Fase iniziale

Sara è una donna sulla quarantina, pragmatica e intraprendente. Al nostro primo contatto telefonico mi riporta un problema nella gestione di sua figlia Rebecca, di anni tredici. Mi spiega che vorrebbe portarla in terapia ma che, nonostante le sue ripetute richieste, lei non fa che resistere.

Le chiedo se è disposta ad incontrarmi prima da sola, per illustrarmi per bene quali sono le sue preoccupazioni e poi valutare insieme come procedere. Acconsente e fissiamo l’appuntamento dì a qualche giorno.
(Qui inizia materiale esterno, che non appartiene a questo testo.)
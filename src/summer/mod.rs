use anyhow::{bail, Result};
use rayon::prelude::*;
use std::ops::Range;

/// Half-open interval `[begin, end)` of array positions handled as one unit of work.
#[derive(Debug, Clone, Copy, PartialEq, Eq)]
pub struct IndexRange {
    pub begin: usize,
    pub end: usize,
}

impl IndexRange {
    pub fn new(begin: usize, end: usize) -> Self {
        debug_assert!(begin <= end);
        Self { begin, end }
    }

    /// Range covered by chunk number `chunk_index` when `[0, total)` is cut
    /// into chunks of `chunk_size` indices.
    pub fn for_chunk(chunk_index: usize, chunk_size: usize, total: usize) -> Self {
        let begin = (chunk_index * chunk_size).min(total);
        let end = (begin + chunk_size).min(total);
        Self::new(begin, end)
    }

    pub fn len(&self) -> usize {
        self.end - self.begin
    }

    pub fn is_empty(&self) -> bool {
        self.begin == self.end
    }

    pub fn as_range(&self) -> Range<usize> {
        self.begin..self.end
    }
}

/// Splits `[0, total)` into consecutive ranges of at most `chunk_size` indices.
///
/// The ranges come out in order, so they zip with `par_chunks_mut(chunk_size)`.
pub fn partition(
    total: usize,
    chunk_size: usize,
) -> impl IndexedParallelIterator<Item = IndexRange> {
    assert!(chunk_size > 0, "chunk size must be at least 1");
    (0..total.div_ceil(chunk_size))
        .into_par_iter()
        .map(move |chunk_index| IndexRange::for_chunk(chunk_index, chunk_size, total))
}

/// Per-chunk unit of work: `out[k] = a[range.begin + k] + b[range.begin + k]`.
///
/// `out` is the slice of the result array owned by this chunk, so it must be
/// exactly `range.len()` long.
pub fn sum_range(a: &[i32], b: &[i32], out: &mut [i32], range: IndexRange) {
    let a = &a[range.as_range()];
    let b = &b[range.as_range()];
    debug_assert_eq!(out.len(), range.len());

    for ((out, a), b) in out.iter_mut().zip(a).zip(b) {
        *out = a + b;
    }
}

/// Single-threaded baseline: fully overwrites `out` with `a[i] + b[i]`.
pub fn sum_sequential(a: &[i32], b: &[i32], out: &mut [i32]) -> Result<()> {
    check_lengths(a, b, out)?;

    for ((out, a), b) in out.iter_mut().zip(a).zip(b) {
        *out = a + b;
    }

    Ok(())
}

pub(crate) fn check_lengths(a: &[i32], b: &[i32], out: &[i32]) -> Result<()> {
    if a.len() != b.len() || a.len() != out.len() {
        bail!(
            "Array length mismatch: a={}, b={}, out={}",
            a.len(),
            b.len(),
            out.len()
        );
    }
    Ok(())
}

#[cfg(test)]
mod tests {
    use super::*;

    #[test]
    fn test_sequential_sum() {
        let a = [0, 1, 1, 2, 3];
        let b = [0, 1, 1, 2, 3];
        let mut out = [-7; 5];
        sum_sequential(&a, &b, &mut out).unwrap();
        assert_eq!(out, [0, 2, 2, 4, 6]);
    }

    #[test]
    fn test_sequential_rejects_length_mismatch() {
        let mut out = [0; 2];
        assert!(sum_sequential(&[1, 2, 3], &[1, 2, 3], &mut out).is_err());
        assert!(sum_sequential(&[1, 2], &[1, 2, 3], &mut out).is_err());
    }

    #[test]
    fn test_sum_range_writes_only_its_chunk() {
        let a = [10, 20, 30, 40, 50];
        let b = [1, 2, 3, 4, 5];
        let mut out = [0; 2];
        sum_range(&a, &b, &mut out, IndexRange::new(2, 4));
        assert_eq!(out, [33, 44]);
    }

    #[test]
    fn test_partition_covers_range_once() {
        let ranges: Vec<_> = partition(10, 4).collect();
        assert_eq!(partition(10, 4).len(), 3);
        assert_eq!(
            ranges,
            vec![
                IndexRange::new(0, 4),
                IndexRange::new(4, 8),
                IndexRange::new(8, 10)
            ]
        );

        for (chunk_size, total) in [(1, 7), (3, 9), (100, 5), (7, 1000)] {
            let mut next = 0;
            for range in partition(total, chunk_size).collect::<Vec<_>>() {
                assert_eq!(range.begin, next);
                assert!(!range.is_empty() && range.len() <= chunk_size);
                next = range.end;
            }
            assert_eq!(next, total);
        }
    }

    #[test]
    fn test_for_chunk_matches_partition() {
        let ranges: Vec<_> = partition(1003, 100).collect();
        assert_eq!(ranges.len(), 11);
        for (k, range) in ranges.into_iter().enumerate() {
            assert_eq!(IndexRange::for_chunk(k, 100, 1003), range);
        }
        assert_eq!(partition(0, 5).count(), 0);
    }

    #[test]
    #[should_panic(expected = "chunk size must be at least 1")]
    fn test_partition_rejects_zero_chunk() {
        let _ = partition(10, 0).count();
    }
}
Sara arriva puntuale, già commossa al pensiero di dover parlare di sua figlia. La faccio accomodare, le chiedo se ha bisogno di qualcosa, e tra un convenevole e l’altro comincia la nostra seduta.

“Bene, Sara. Al telefono mi dicevi che hai dei problemi a gestire tua figlia Rebecca. Puoi provare a spiegarmi che cosa intendi?”
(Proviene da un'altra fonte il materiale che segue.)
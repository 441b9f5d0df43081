use std::time::{Duration, Instant};

/// Monotonic timestamp. Durations are taken by subtracting two of these.
pub fn now() -> Instant {
    Instant::now()
}

/// Runs `work` and returns its result together with the time it took.
pub fn timed<T>(work: impl FnOnce() -> T) -> (T, Duration) {
    let start = now();
    let result = work();
    let elapsed = now() - start;
    (result, elapsed)
}

/// Nanoseconds, the unit printed as "ticks".
pub fn ticks(duration: Duration) -> u128 {
    duration.as_nanos()
}

#[cfg(test)]
mod tests {
    use super::*;
    use std::thread;

    #[test]
    fn test_timed_returns_result_and_elapsed() {
        let (value, elapsed) = timed(|| {
            thread::sleep(Duration::from_millis(5));
            42
        });
        assert_eq!(value, 42);
        assert!(elapsed >= Duration::from_millis(5));
    }

    #[test]
    fn test_now_is_monotonic() {
        let first = now();
        let second = now();
        assert!(second >= first);
    }

    #[test]
    fn test_ticks_are_nanoseconds() {
        assert_eq!(ticks(Duration::from_micros(3)), 3_000);
    }
}
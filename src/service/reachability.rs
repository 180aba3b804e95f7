//! Cloud service reachability tracking.
//!
//! A single HTTP failure doesn't mean the service is down — it means the
//! last request failed. "Down" is a debounced notion: only once we've been
//! failing continuously for an hour do we tell the field that the gateway
//! is isolated, and only after two hours do we give up and restart the
//! radio on the assumption that a stuck transceiver, not the cloud, is the
//! real cause.

use std::time::{Duration, Instant};

use tracing::info;

/// Minutes of continuous failure before `should_notify_down` starts firing.
pub const DEBOUNCE_MINUTES: u64 = 60;

/// Default minutes of continuous failure before an extended-outage restart
/// is warranted, taken from the original gateway's
/// `restartWhenUnreachableMinutes` default.
pub const DEFAULT_RESTART_MINUTES: u64 = 120;

#[derive(Debug)]
pub struct ReachabilityState {
    reachable: bool,
    first_unreachable_at: Option<Instant>,
    /// Set the first time this process ever observes a failed request;
    /// never cleared by a later recovery. A process-lifetime marker, not
    /// a per-outage one — `first_unreachable_at` already tracks the
    /// current outage's onset.
    ever_unreachable: bool,
}

impl ReachabilityState {
    pub fn new() -> Self {
        Self {
            reachable: true,
            first_unreachable_at: None,
            ever_unreachable: false,
        }
    }

    /// Record the outcome of the most recent request.
    pub fn record(&mut self, ok: bool) {
        if ok {
            if !self.reachable {
                let elapsed = self.outage_duration().unwrap_or_default();
                info!(elapsed_minutes = elapsed.as_secs() / 60, "service reachable again");
            }
            self.reachable = true;
            self.first_unreachable_at = None;
        } else if self.reachable {
            self.reachable = false;
            self.first_unreachable_at = Some(Instant::now());
            self.ever_unreachable = true;
        }
        // Already unreachable and still failing: keep the original
        // first_unreachable_at timestamp so the outage duration accrues.
    }

    pub fn is_reachable(&self) -> bool {
        self.reachable
    }

    /// Whether the service has ever failed a request during this
    /// process's lifetime, even if it has since recovered.
    pub fn ever_unreachable(&self) -> bool {
        self.ever_unreachable
    }

    fn outage_duration(&self) -> Option<Duration> {
        self.first_unreachable_at.map(|t| t.elapsed())
    }

    /// True once the outage has persisted past the debounce threshold —
    /// the point at which we start synthesizing "down" notifications.
    pub fn should_notify_down(&self) -> bool {
        self.outage_duration()
            .is_some_and(|d| d >= Duration::from_secs(DEBOUNCE_MINUTES * 60))
    }

    /// True once the outage has persisted past `restart_minutes` — the
    /// point at which the gateway should reboot the radio rather than
    /// keep waiting.
    pub fn should_restart(&self, restart_minutes: u64) -> bool {
        self.outage_duration()
            .is_some_and(|d| d >= Duration::from_secs(restart_minutes * 60))
    }
}

impl Default for ReachabilityState {
    fn default() -> Self {
        Self::new()
    }
}

#[cfg(test)]
mod tests {
    use super::*;

    #[test]
    fn starts_reachable() {
        let state = ReachabilityState::new();
        assert!(state.is_reachable());
        assert!(!state.should_notify_down());
    }

    #[test]
    fn single_failure_does_not_notify() {
        let mut state = ReachabilityState::new();
        state.record(false);
        assert!(!state.is_reachable());
        assert!(!state.should_notify_down());
    }

    #[test]
    fn recovery_clears_outage_timer() {
        let mut state = ReachabilityState::new();
        state.record(false);
        state.record(true);
        assert!(state.is_reachable());
        assert!(!state.should_notify_down());
    }

    #[test]
    fn repeated_failure_keeps_original_onset() {
        let mut state = ReachabilityState::new();
        state.record(false);
        let first_onset = state.first_unreachable_at;
        state.record(false);
        assert_eq!(state.first_unreachable_at, first_onset);
    }

    #[test]
    fn restart_threshold_is_configurable() {
        let state = ReachabilityState::new();
        // Never been unreachable: never restarts regardless of threshold.
        assert!(!state.should_restart(0));
    }

    #[test]
    fn ever_unreachable_survives_recovery() {
        let mut state = ReachabilityState::new();
        assert!(!state.ever_unreachable());
        state.record(false);
        assert!(state.ever_unreachable());
        state.record(true);
        assert!(state.is_reachable());
        assert!(state.ever_unreachable());
    }
}
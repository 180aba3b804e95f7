//! Generated Telecast protobuf types.
//!
//! `build.rs` compiles `proto/telecast.proto` with `prost-build`; the
//! generated module is pulled in here rather than scattering `include!`
//! calls through the rest of the crate.

include!(concat!(env!("OUT_DIR"), "/teletype.rs"));

pub use self::telecast::DeviceType;
pub use self::telecast::ReplyType;

/// Sentinel SNR value used when a received line carried no parseable SNR
/// reading. Matches the original gateway's `invalidSNR` constant.
pub const INVALID_SNR: f32 = 123.456;
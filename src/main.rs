//! LoRa gateway bridge daemon.
//!
//! Opens the RN2483/RN2903 transceiver's serial port and GPIO reset
//! line, drives the command state machine off every line the reader
//! thread hands it, and runs the service client, snapshot export, and
//! timer/watchdog supervisor alongside it. Every intentional exit goes
//! through [`exit_codes`] so the orchestrator's restart logs show why.

use std::sync::atomic::{AtomicU32, AtomicU64};
use std::sync::{Arc, Mutex as StdMutex};

use tracing::{info, warn};

use ttgate_bridge::codec::RouterContext;
use ttgate_bridge::radio::{gpio, serial, CommandStateMachine};
use ttgate_bridge::service::{ipinfo, IpInfo, ServiceClient};
use ttgate_bridge::snapshot::SnapshotStore;
use ttgate_bridge::supervisor::{self, SupervisorContext};
use ttgate_bridge::{exit_codes, queue, GatewayConfig};

#[tokio::main(flavor = "multi_thread")]
async fn main() {
    tracing_subscriber::fmt()
        .with_env_filter(tracing_subscriber::EnvFilter::from_default_env())
        .init();

    let config = GatewayConfig::from_env();

    if config.halt {
        info!("HALT set, exiting without touching the radio");
        std::process::exit(exit_codes::HALT_REQUESTED);
    }

    info!(serial = %config.serial_path, region = ?config.region, "starting gateway bridge");

    let http = reqwest::Client::builder()
        .build()
        .expect("reqwest client construction with static config cannot fail");
    let ip_info: IpInfo = ipinfo::fetch(&http).await;
    info!(country = %ip_info.country_code, timezone = %ip_info.timezone, "fetched ip geolocation");

    let (serial_writer, mut lines) = match serial::open(&config.serial_path).await {
        Ok(handles) => handles,
        Err(e) => {
            // The state machine's own watchdogs will notice the silence
            // and drive a reinit cycle; nothing more to do here but log.
            warn!(error = %e, "failed to open serial port, radio will remain unreachable until restart");
            (serial::SerialWriter::disabled(), tokio::sync::mpsc::unbounded_channel().1)
        }
    };

    let gpio_reset: Box<dyn gpio::ResetLine> = match gpio::RadioReset::open() {
        Ok(pin) => Box::new(pin),
        Err(e) => {
            warn!(error = %e, "failed to open GPIO reset line, hardware resets will be no-ops");
            Box::new(gpio::NullReset)
        }
    };

    let (queue_tx, queue_rx) = queue::channel();

    let service = Arc::new(ServiceClient::new(config.service_host.clone()));
    if let Err(e) = service.refresh_target_ip().await {
        warn!(error = %e, "initial service address resolution failed, will retry on the 5-minute tick");
    }

    let snapshot = Arc::new(SnapshotStore::new());

    let router_ctx = RouterContext {
        queue: queue_tx.clone(),
        service: service.clone(),
        snapshot: snapshot.clone(),
        location: Arc::from(ip_info.location_string().as_str()),
        latitude: config.latitude,
        longitude: config.longitude,
        altitude: config.altitude,
        gateway_id: Arc::new(StdMutex::new(String::new())),
        last_device: Arc::new(AtomicU32::new(0)),
        messages_received: Arc::new(AtomicU64::new(0)),
    };

    let state_machine = CommandStateMachine::new(
        serial_writer,
        gpio_reset,
        queue_tx,
        queue_rx,
        router_ctx.clone(),
        config.region,
        config.debug_failover,
    );
    state_machine.init().await;

    {
        let state_machine = state_machine.clone();
        tokio::spawn(async move {
            while let Some(line) = lines.recv().await {
                state_machine.process(line).await;
            }
            warn!("serial reader channel closed, no more lines will be processed");
        });
    }

    supervisor::spawn(SupervisorContext {
        state_machine,
        service,
        snapshot,
        router_ctx,
        ip_info,
        snapshot_path: config.snapshot_path,
        resin_device_name: config.resin_device_name,
        restart_when_unreachable_minutes: config.restart_when_unreachable_minutes,
    });

    // Every further exit happens from inside the supervisor task.
    std::future::pending::<()>().await;
}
Prima di rispondere, Sara trova che sia utile farmi un quadro della loro situazione familiare.

Da circa un anno e mezzo lei e il marito hanno divorziato e hanno deciso per l’affidamento congiunto di Rebecca, la loro unica figlia. La piccola vive con la madre durante la settimana, mentre trascorre i week-end con il padre, trasferitosi in un paesino adiacente: questa organizzazione è stata decisa come “la più comoda” per Rebecca, affinché le fosse garantita una certa continuità con gli impegni scolastici e con l’attività sportiva.

“Il problema è che quando Rebecca sta con il padre, lui le lascia fare tutto quello che vuole e quando invece sta con me, sono io la cattiva. È costantemente arrabbiata, risponde male e mi disobbedisce”.
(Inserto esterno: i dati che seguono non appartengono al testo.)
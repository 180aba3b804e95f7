//! Environment-variable configuration.
//!
//! Loaded once at startup into a single flat struct; nothing here is
//! reloaded or watched for changes. Every variable name and default
//! matches the original gateway's environment contract.

use crate::radio::Region;

/// Cloud ingestion hostname, matching the original gateway's hardcoded
/// `ttUploadAddress`. Not currently overridable by environment — no env
/// var for it exists in the original deployment's documented contract.
pub const DEFAULT_SERVICE_HOST: &str = "tt.safecast.org";

pub const DEFAULT_SERIAL_PATH: &str = "/dev/ttyS0";
pub const DEFAULT_SNAPSHOT_PATH: &str = "/var/run/ttgate/snapshot.json";

#[derive(Debug, Clone)]
pub struct GatewayConfig {
    /// `SERIAL` — path to the transceiver's serial device.
    pub serial_path: String,
    /// `VERBOSE` — coarse debug/info toggle, independent of `RUST_LOG`.
    pub verbose: bool,
    /// `LAT`/`LON`/`ALT` — static position override, used when the device
    /// itself doesn't report GPS coordinates.
    pub latitude: Option<f32>,
    pub longitude: Option<f32>,
    pub altitude: Option<f32>,
    /// `REGION` — pins `eu` or `us`; absent means infer from the
    /// transceiver's version banner.
    pub region: Option<Region>,
    /// `HALT` — if set, exit immediately after loading config, before
    /// touching the serial port. Used to park a container without
    /// tearing it down.
    pub halt: bool,
    /// `DEBUG_FAILOVER` — forces the service-down synthesis path to fire
    /// on the next message regardless of actual reachability, for
    /// exercising the failover notification without a real outage.
    pub debug_failover: bool,
    /// `RESIN_DEVICE_NAME_AT_INIT` — device name assigned by the resin.io
    /// (balenaCloud) supervisor, included in stats reporting when present.
    pub resin_device_name: Option<String>,
    pub service_host: String,
    pub snapshot_path: String,
    pub restart_when_unreachable_minutes: u64,
}

impl GatewayConfig {
    pub fn from_env() -> Self {
        Self {
            serial_path: std::env::var("SERIAL").unwrap_or_else(|_| DEFAULT_SERIAL_PATH.to_string()),
            verbose: env_flag("VERBOSE"),
            latitude: env_f32("LAT"),
            longitude: env_f32("LON"),
            altitude: env_f32("ALT"),
            region: Region::from_env(),
            halt: env_flag("HALT"),
            debug_failover: env_flag("DEBUG_FAILOVER"),
            resin_device_name: std::env::var("RESIN_DEVICE_NAME_AT_INIT").ok(),
            service_host: DEFAULT_SERVICE_HOST.to_string(),
            snapshot_path: std::env::var("SNAPSHOT_PATH").unwrap_or_else(|_| DEFAULT_SNAPSHOT_PATH.to_string()),
            restart_when_unreachable_minutes: std::env::var("RESTART_WHEN_UNREACHABLE_MINUTES")
                .ok()
                .and_then(|v| v.parse().ok())
                .unwrap_or(crate::service::reachability::DEFAULT_RESTART_MINUTES),
        }
    }
}

/// Any non-empty value counts as "set", matching the original's plain
/// `os.Getenv(x) != ""` checks rather than requiring `true`/`1`.
fn env_flag(name: &str) -> bool {
    std::env::var(name).is_ok_and(|v| !v.is_empty())
}

fn env_f32(name: &str) -> Option<f32> {
    std::env::var(name).ok().and_then(|v| v.parse().ok())
}

#[cfg(test)]
mod tests {
    use super::*;

    #[test]
    fn env_flag_false_when_unset() {
        std::env::remove_var("GATEWAY_CONFIG_TEST_FLAG");
        assert!(!env_flag("GATEWAY_CONFIG_TEST_FLAG"));
    }

    #[test]
    fn env_flag_true_when_set_nonempty() {
        std::env::set_var("GATEWAY_CONFIG_TEST_FLAG2", "1");
        assert!(env_flag("GATEWAY_CONFIG_TEST_FLAG2"));
        std::env::remove_var("GATEWAY_CONFIG_TEST_FLAG2");
    }

    #[test]
    fn env_f32_parses_float() {
        std::env::set_var("GATEWAY_CONFIG_TEST_LAT", "37.7");
        assert_eq!(env_f32("GATEWAY_CONFIG_TEST_LAT"), Some(37.7));
        std::env::remove_var("GATEWAY_CONFIG_TEST_LAT");
    }
}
Chiedo a Sara di farmi degli esempi, voglio capire quando e come Rebecca si arrabbia, risponde male e disobbedisce. Succede sempre o solo in alcune circostanze? Quando sono sole o in presenza di altri? Ci sono volte in cui, invece, ciò non succede?

Fase intermedia

Riconosco che, per quanto consensuale, il divorzio ha comportato per Sara grandi cambiamenti e la situazione che sta vivendo attualmente non dev’essere affatto facile né per lei né per Rebecca.

Conveniamo che resistere alla madre può significare per Rebecca tante cose: i suoi comportamenti possono seguire una motivazione diversa da quella che immagina Sara, e proprio perché non possiamo rivolgerci a Rebecca in quel preciso momento né possiamo tenere a bada i suoi comportamenti con uno schiocco di dita, quasi per magia, propongo a Sara di individuare un obiettivo preciso sul quale io e lei ci possiamo concentrare durante il nostro incontro.

Le spiego, infatti, che purtroppo non possiamo cambiare gli altri, e nel suo caso specifico l’atteggiamento oppositivo della figlia o l’atteggiamento troppo permissivo del suo ex compagno, ma possiamo provare a dare un senso al tempo che ha deciso di trascorrere con me.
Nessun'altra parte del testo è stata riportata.